There are three steps to configuring port security:
1. Define the interface as the access interface using the Switchport Mode interface interval.
2. Enable port security with the SwitchPort Port-security interface subcmd.
3. Specify which MAC addresses are allowed to send frames through this interface. Use the switchport port security mac address MAC_ADDRESS interface command or switchport port security mac address interface command sticky to dynamically learn the MAC address of the currently connected host.
Two steps are optional:
1. Determine the action to be taken by the replacement when receiving a frame from an unauthorized device using the port security breach {protect | limit | shutdown} interface subcommand. All three options interrupt traffic from the unauthorized device. Limit and close the options send a log message when an injury occurs. The shut-off mode also turns off the port.
2. Define the maximum number of MAC addresses that can be used for the port using the submod option for switchport port security maximum NUMBER options.
The following example shows the configuration of port security on a Cisco switch:
First, we must enable port security and specify which MAC addresses are allowed to send frames:
Then you can see from the port security interface window fa0 / 1 that the switch learned host A MAC address:
The maximum number of MAC addresses allowed is one by default. So when we connect another host to the same port, a security breach occurs:
The incorrectly disabled status code indicates that the security breach occurred in the port.
1. Define the interface as the access interface using the Switchport Mode interface interval.
2. Enable port security with the SwitchPort Port-security interface subcmd.
3. Specify which MAC addresses are allowed to send frames through this interface. Use the switchport port security mac address MAC_ADDRESS interface command or switchport port security mac address interface command sticky to dynamically learn the MAC address of the currently connected host.
Two steps are optional:
1. Determine the action to be taken by the replacement when receiving a frame from an unauthorized device using the port security breach {protect | limit | shutdown} interface subcommand. All three options interrupt traffic from the unauthorized device. Limit and close the options send a log message when an injury occurs. The shut-off mode also turns off the port.
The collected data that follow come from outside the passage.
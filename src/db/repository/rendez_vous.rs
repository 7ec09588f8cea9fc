use rusqlite::{params, Connection, OptionalExtension, Row};

use crate::db::DatabaseError;
use crate::models::enums::AppointmentType;
use crate::models::*;
use crate::scheduling::find_conflict;

const RDV_COLUMNS: &str =
    "id, date, heure, patient, patient_id, medecin, medecin_id, type, statut, notes";

fn rendez_vous_from_row(row: &Row<'_>) -> rusqlite::Result<RendezVous> {
    Ok(RendezVous {
        id: row.get(0)?,
        date: row.get(1)?,
        heure: row.get(2)?,
        patient: row.get(3)?,
        patient_id: row.get(4)?,
        medecin: row.get(5)?,
        medecin_id: row.get(6)?,
        kind: AppointmentType::from(row.get::<_, String>(7)?.as_str()),
        statut: row
            .get::<_, Option<String>>(8)?
            .and_then(|s| s.parse().ok()),
        notes: row.get(9)?,
    })
}

fn ensure_slot_free(conn: &Connection, candidate: &RendezVous) -> Result<(), DatabaseError> {
    let existing = list_rendez_vous(conn)?;
    if let Some(clash) = find_conflict(&existing, candidate) {
        tracing::info!(
            rendez_vous = %candidate.id,
            conflicts_with = %clash.id,
            "Rejected double booking"
        );
        return Err(DatabaseError::Conflict(
            crate::scheduling::DOUBLE_BOOKING_MESSAGE.into(),
        ));
    }
    Ok(())
}

/// Insert an appointment after checking the doctor's slot is free.
pub fn schedule_rendez_vous(conn: &Connection, rdv: &RendezVous) -> Result<(), DatabaseError> {
    let tx = conn.unchecked_transaction()?;
    ensure_slot_free(&tx, rdv)?;
    tx.execute(
        &format!("INSERT INTO rendez_vous ({RDV_COLUMNS}) VALUES (?1, ?2, ?3, ?4, ?5, ?6, ?7, ?8, ?9, ?10)"),
        params![
            rdv.id,
            rdv.date,
            rdv.heure,
            rdv.patient,
            rdv.patient_id,
            rdv.medecin,
            rdv.medecin_id,
            rdv.kind.as_str(),
            rdv.statut.map(|s| s.as_str()),
            rdv.notes,
        ],
    )?;
    tx.commit()?;
    Ok(())
}

pub fn get_rendez_vous(conn: &Connection, id: &str) -> Result<Option<RendezVous>, DatabaseError> {
    let rdv = conn
        .query_row(
            &format!("SELECT {RDV_COLUMNS} FROM rendez_vous WHERE id = ?1"),
            params![id],
            rendez_vous_from_row,
        )
        .optional()?;
    Ok(rdv)
}

pub fn list_rendez_vous(conn: &Connection) -> Result<Vec<RendezVous>, DatabaseError> {
    let mut stmt = conn.prepare(&format!(
        "SELECT {RDV_COLUMNS} FROM rendez_vous ORDER BY date, heure"
    ))?;
    let rdvs = stmt
        .query_map([], rendez_vous_from_row)?
        .collect::<Result<Vec<_>, _>>()?;
    Ok(rdvs)
}

/// Update an appointment. The conflict check ignores the appointment itself.
pub fn reschedule_rendez_vous(conn: &Connection, rdv: &RendezVous) -> Result<(), DatabaseError> {
    let tx = conn.unchecked_transaction()?;
    ensure_slot_free(&tx, rdv)?;
    let changed = tx.execute(
        "UPDATE rendez_vous SET date = ?2, heure = ?3, patient = ?4, patient_id = ?5,
             medecin = ?6, medecin_id = ?7, type = ?8, statut = ?9, notes = ?10
         WHERE id = ?1",
        params![
            rdv.id,
            rdv.date,
            rdv.heure,
            rdv.patient,
            rdv.patient_id,
            rdv.medecin,
            rdv.medecin_id,
            rdv.kind.as_str(),
            rdv.statut.map(|s| s.as_str()),
            rdv.notes,
        ],
    )?;
    if changed == 0 {
        return Err(DatabaseError::NotFound {
            entity_type: "rendez_vous".into(),
            id: rdv.id.clone(),
        });
    }
    tx.commit()?;
    Ok(())
}

pub fn delete_rendez_vous(conn: &Connection, id: &str) -> Result<(), DatabaseError> {
    let changed = conn.execute("DELETE FROM rendez_vous WHERE id = ?1", params![id])?;
    if changed == 0 {
        return Err(DatabaseError::NotFound {
            entity_type: "rendez_vous".into(),
            id: id.to_string(),
        });
    }
    Ok(())
}
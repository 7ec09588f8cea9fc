//! Appointment endpoints.
//!
//! - `GET /api/rendez-vous`: list, optionally narrowed to a planning view
//! - `POST /api/rendez-vous`: create; 409 when the doctor's slot is taken
//! - `GET|PUT|DELETE /api/rendez-vous/:id`

use axum::extract::{Path, Query, State};
use axum::http::StatusCode;
use axum::Json;
use chrono::NaiveDate;
use serde::{Deserialize, Serialize};

use crate::api::endpoints::assign_id;
use crate::api::error::ApiError;
use crate::api::types::ApiContext;
use crate::db;
use crate::models::{dates, RendezVous};
use crate::scheduling::{self, PlanningView};

#[derive(Serialize, Deserialize)]
pub struct RendezVousResponse {
    pub rendez_vous: Vec<RendezVous>,
}

#[derive(Debug, Default, Deserialize)]
pub struct PlanningQuery {
    pub view: Option<PlanningView>,
    /// Reference day, `YYYY-MM-DD`. Defaults to today.
    pub date: Option<String>,
    pub search: Option<String>,
}

/// `GET /api/rendez-vous`: all appointments, or a planning view when
/// `view` is given.
pub async fn list(
    State(ctx): State<ApiContext>,
    Query(query): Query<PlanningQuery>,
) -> Result<Json<RendezVousResponse>, ApiError> {
    let conn = ctx.open_db()?;
    let all = db::list_rendez_vous(&conn)?;

    let rendez_vous = match query.view {
        None => match query.search.as_deref() {
            Some(search) if !search.trim().is_empty() => {
                let needle = search.trim().to_lowercase();
                all.into_iter()
                    .filter(|r| r.patient.to_lowercase().contains(&needle))
                    .collect()
            }
            _ => all,
        },
        Some(view) => {
            let reference = match query.date.as_deref() {
                None => dates::now_local().date(),
                Some(raw) => NaiveDate::parse_from_str(raw, "%Y-%m-%d")
                    .map_err(|_| ApiError::BadRequest(format!("Invalid date: {raw}")))?,
            };
            scheduling::planning(&all, view, reference, query.search.as_deref())
        }
    };
    Ok(Json(RendezVousResponse { rendez_vous }))
}

/// `GET /api/rendez-vous/:id`
pub async fn detail(
    State(ctx): State<ApiContext>,
    Path(id): Path<String>,
) -> Result<Json<RendezVous>, ApiError> {
    let conn = ctx.open_db()?;
    fetch(&conn, &id).map(Json)
}

/// `POST /api/rendez-vous`
pub async fn create(
    State(ctx): State<ApiContext>,
    Json(mut rdv): Json<RendezVous>,
) -> Result<(StatusCode, Json<RendezVous>), ApiError> {
    validate(&rdv)?;
    rdv.id = assign_id(&rdv.id);

    let conn = ctx.open_db()?;
    db::schedule_rendez_vous(&conn, &rdv)?;
    tracing::info!(rendez_vous_id = %rdv.id, date = %rdv.date, heure = %rdv.heure, "Appointment scheduled");
    Ok((StatusCode::CREATED, Json(fetch(&conn, &rdv.id)?)))
}

/// `PUT /api/rendez-vous/:id`
pub async fn update(
    State(ctx): State<ApiContext>,
    Path(id): Path<String>,
    Json(mut rdv): Json<RendezVous>,
) -> Result<Json<RendezVous>, ApiError> {
    validate(&rdv)?;
    rdv.id = id;

    let conn = ctx.open_db()?;
    db::reschedule_rendez_vous(&conn, &rdv)?;
    Ok(Json(fetch(&conn, &rdv.id)?))
}

/// `DELETE /api/rendez-vous/:id`
pub async fn remove(
    State(ctx): State<ApiContext>,
    Path(id): Path<String>,
) -> Result<StatusCode, ApiError> {
    let conn = ctx.open_db()?;
    db::delete_rendez_vous(&conn, &id)?;
    Ok(StatusCode::NO_CONTENT)
}

fn validate(rdv: &RendezVous) -> Result<(), ApiError> {
    if dates::parse_instant(&rdv.date).is_none() {
        return Err(ApiError::BadRequest(format!("Invalid appointment date: {}", rdv.date)));
    }
    if rdv.heure.trim().is_empty() {
        return Err(ApiError::BadRequest("Appointment time is required".into()));
    }
    if rdv.medecin.trim().is_empty() && rdv.medecin_id.is_none() {
        return Err(ApiError::BadRequest("Appointment doctor is required".into()));
    }
    Ok(())
}

fn fetch(conn: &rusqlite::Connection, id: &str) -> Result<RendezVous, ApiError> {
    db::get_rendez_vous(conn, id)?
        .ok_or_else(|| ApiError::NotFound(format!("rendez_vous {id} not found")))
}
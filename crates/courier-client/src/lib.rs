//! Courier client facade.
//!
//! [`Gateway`] wires a [`courier_http::ResilientHttpClient`] to a base URL,
//! authorization and session. [`ApiClient`] builds versioned resource calls
//! on top of it without keeping it alive.

pub mod api;
pub mod gateway;

pub use api::{versioned_path, ApiClient, JsonCallback, API_VERSION_PREFIX, PAYMENT_METHOD_ENDPOINT};
pub use gateway::{build_http_client, http_config, Gateway, GatewayError};
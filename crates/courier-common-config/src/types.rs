//! Configuration types.

use serde::{Deserialize, Serialize};
use std::path::PathBuf;

/// Root configuration.
#[derive(Debug, Clone, Default, PartialEq, Serialize, Deserialize)]
#[serde(default)]
pub struct CourierConfig {
    /// HTTP transport settings.
    pub http: HttpSettings,
    /// Background and delivery scheduling.
    pub scheduler: SchedulerSettings,
    /// Configuration cache.
    pub cache: CacheSettings,
    /// Gateway endpoint and credentials.
    pub gateway: GatewaySettings,
}

/// HTTP transport settings.
#[derive(Debug, Clone, PartialEq, Serialize, Deserialize)]
#[serde(default)]
pub struct HttpSettings {
    /// Base URL for relative request paths.
    pub base_url: Option<String>,
    /// Connection timeout (seconds).
    pub connect_timeout_secs: u64,
    /// Whole-request timeout (seconds).
    pub request_timeout_secs: u64,
    /// User agent override.
    pub user_agent: Option<String>,
    /// Idle connections kept per host.
    pub pool_max_idle_per_host: usize,
    /// Accept gzip-encoded responses.
    pub gzip: bool,
}

impl Default for HttpSettings {
    fn default() -> Self {
        Self {
            base_url: None,
            connect_timeout_secs: 10,
            request_timeout_secs: 30,
            user_agent: None,
            pool_max_idle_per_host: 10,
            gzip: true,
        }
    }
}

/// Scheduler settings.
#[derive(Debug, Clone, PartialEq, Serialize, Deserialize)]
#[serde(default)]
pub struct SchedulerSettings {
    /// Background worker threads.
    pub worker_threads: usize,
}

impl Default for SchedulerSettings {
    fn default() -> Self {
        Self { worker_threads: 4 }
    }
}

/// Configuration cache settings.
#[derive(Debug, Clone, PartialEq, Serialize, Deserialize)]
#[serde(default)]
pub struct CacheSettings {
    /// Entry time-to-live (seconds).
    pub ttl_secs: u64,
    /// Persist the cache to this file instead of keeping it in memory.
    pub path: Option<PathBuf>,
}

impl Default for CacheSettings {
    fn default() -> Self {
        Self {
            ttl_secs: 300,
            path: None,
        }
    }
}

/// Gateway endpoint settings.
#[derive(Debug, Clone, Default, PartialEq, Serialize, Deserialize)]
#[serde(default)]
pub struct GatewaySettings {
    /// URL the configuration document is fetched from.
    pub config_url: Option<String>,
    /// Authorization token sent with every request.
    pub authorization: Option<String>,
}
//! Courier CLI library
//!
//! Argument parsing, commands and output for the `courier` binary.

pub mod cli;
pub mod commands;
pub mod error;
pub mod output;

pub use error::CliError;
//! HTTP request values and builders.

use reqwest::header::{HeaderMap, HeaderName, HeaderValue, AUTHORIZATION, CONTENT_TYPE};
use std::fmt;

/// Common HTTP headers.
pub mod headers {
    pub const CONTENT_TYPE_JSON: &str = "application/json";
    pub const X_API_KEY: &str = "x-api-key";
    pub const CLIENT_SESSION_ID: &str = "client-session-id";
}

/// HTTP method.
#[derive(Debug, Clone, Copy, PartialEq, Eq, Hash)]
pub enum Method {
    Get,
    Post,
    Put,
    Patch,
    Delete,
}

impl Method {
    /// Upper-case method name.
    pub fn as_str(&self) -> &'static str {
        match self {
            Method::Get => "GET",
            Method::Post => "POST",
            Method::Put => "PUT",
            Method::Patch => "PATCH",
            Method::Delete => "DELETE",
        }
    }
}

impl fmt::Display for Method {
    fn fmt(&self, f: &mut fmt::Formatter<'_>) -> fmt::Result {
        f.write_str(self.as_str())
    }
}

impl From<Method> for reqwest::Method {
    fn from(method: Method) -> Self {
        match method {
            Method::Get => reqwest::Method::GET,
            Method::Post => reqwest::Method::POST,
            Method::Put => reqwest::Method::PUT,
            Method::Patch => reqwest::Method::PATCH,
            Method::Delete => reqwest::Method::DELETE,
        }
    }
}

/// One HTTP exchange to perform.
///
/// A `Request` is assembled up front and never changes once handed to a
/// client. Building one does no I/O.
#[derive(Debug, Clone, PartialEq)]
pub struct Request {
    method: Method,
    url: String,
    body: Option<String>,
    headers: HeaderMap,
}

impl Request {
    /// Create a request with no body and no headers.
    pub fn new(method: Method, url: impl Into<String>) -> Self {
        Self {
            method,
            url: url.into(),
            body: None,
            headers: HeaderMap::new(),
        }
    }

    /// A `GET` request.
    pub fn get(url: impl Into<String>) -> Self {
        Self::new(Method::Get, url)
    }

    /// A `POST` request carrying `body`.
    pub fn post(url: impl Into<String>, body: impl Into<String>) -> Self {
        Self::new(Method::Post, url).with_body(body)
    }

    /// A `PUT` request carrying `body`.
    pub fn put(url: impl Into<String>, body: impl Into<String>) -> Self {
        Self::new(Method::Put, url).with_body(body)
    }

    /// A `DELETE` request.
    pub fn delete(url: impl Into<String>) -> Self {
        Self::new(Method::Delete, url)
    }

    /// Attach a body.
    pub fn with_body(mut self, body: impl Into<String>) -> Self {
        self.body = Some(body.into());
        self
    }

    /// Add a header. Names or values that are not valid HTTP are skipped.
    pub fn with_header(mut self, name: impl AsRef<str>, value: impl AsRef<str>) -> Self {
        if let (Ok(name), Ok(value)) = (
            HeaderName::try_from(name.as_ref()),
            HeaderValue::try_from(value.as_ref()),
        ) {
            self.headers.insert(name, value);
        }
        self
    }

    /// Add every header from `defaults` that the request does not set itself.
    pub fn with_default_headers(mut self, defaults: &HeaderMap) -> Self {
        for (name, value) in defaults {
            if !self.headers.contains_key(name) {
                self.headers.insert(name.clone(), value.clone());
            }
        }
        self
    }

    /// HTTP method.
    pub fn method(&self) -> Method {
        self.method
    }

    /// Full URL, or a path to be resolved against the transport's base URL.
    pub fn url(&self) -> &str {
        &self.url
    }

    /// Body, if any.
    pub fn body(&self) -> Option<&str> {
        self.body.as_deref()
    }

    /// Headers.
    pub fn headers(&self) -> &HeaderMap {
        &self.headers
    }

    /// Whether the URL already carries a scheme.
    pub fn is_absolute(&self) -> bool {
        is_absolute_url(&self.url)
    }
}

fn is_absolute_url(url: &str) -> bool {
    url.starts_with("http://") || url.starts_with("https://")
}

/// Stamps a base URL and default headers onto outgoing requests.
#[derive(Debug, Clone)]
pub struct RequestBuilder {
    headers: HeaderMap,
    base_url: Option<String>,
}

impl RequestBuilder {
    /// Create a new request builder.
    pub fn new() -> Self {
        Self {
            headers: HeaderMap::new(),
            base_url: None,
        }
    }

    /// Set the base URL.
    pub fn base_url(mut self, url: impl Into<String>) -> Self {
        self.base_url = Some(url.into());
        self
    }

    /// Add a header.
    pub fn header(mut self, name: impl AsRef<str>, value: impl AsRef<str>) -> Self {
        if let (Ok(name), Ok(value)) = (
            HeaderName::try_from(name.as_ref()),
            HeaderValue::try_from(value.as_ref()),
        ) {
            self.headers.insert(name, value);
        }
        self
    }

    /// Add bearer token authorization.
    pub fn bearer_auth(mut self, token: impl AsRef<str>) -> Self {
        if let Ok(value) = HeaderValue::try_from(format!("Bearer {}", token.as_ref())) {
            self.headers.insert(AUTHORIZATION, value);
        }
        self
    }

    /// Add API key header.
    pub fn api_key(self, key: impl AsRef<str>) -> Self {
        self.header(headers::X_API_KEY, key)
    }

    /// Set content type to JSON.
    pub fn json_content(mut self) -> Self {
        self.headers
            .insert(CONTENT_TYPE, HeaderValue::from_static(headers::CONTENT_TYPE_JSON));
        self
    }

    /// Get the default headers.
    pub fn headers(&self) -> &HeaderMap {
        &self.headers
    }

    /// Resolve `path` against the base URL. Absolute URLs pass through.
    pub fn url(&self, path: &str) -> String {
        match &self.base_url {
            Some(base) if !is_absolute_url(path) => {
                format!("{}{}", base.trim_end_matches('/'), path)
            }
            _ => path.to_string(),
        }
    }

    /// Build a request for `path` carrying the default headers.
    pub fn build(&self, method: Method, path: &str) -> Request {
        Request::new(method, self.url(path)).with_default_headers(&self.headers)
    }

    /// Build a `GET` request.
    pub fn get(&self, path: &str) -> Request {
        self.build(Method::Get, path)
    }

    /// Build a `POST` request.
    pub fn post(&self, path: &str, body: impl Into<String>) -> Request {
        self.build(Method::Post, path).with_body(body)
    }
}

impl Default for RequestBuilder {
    fn default() -> Self {
        Self::new()
    }
}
2. Define the maximum number of MAC addresses that can be used for the port using the submod option for switchport port security maximum NUMBER options.
The following example shows the configuration of port security on a Cisco switch:
First, we must enable port security and specify which MAC addresses are allowed to send frames:
Then you can see from the port security interface window fa0 / 1 that the switch learned host A MAC address:
The incorrectly disabled status code indicates that the security breach occurred in the port.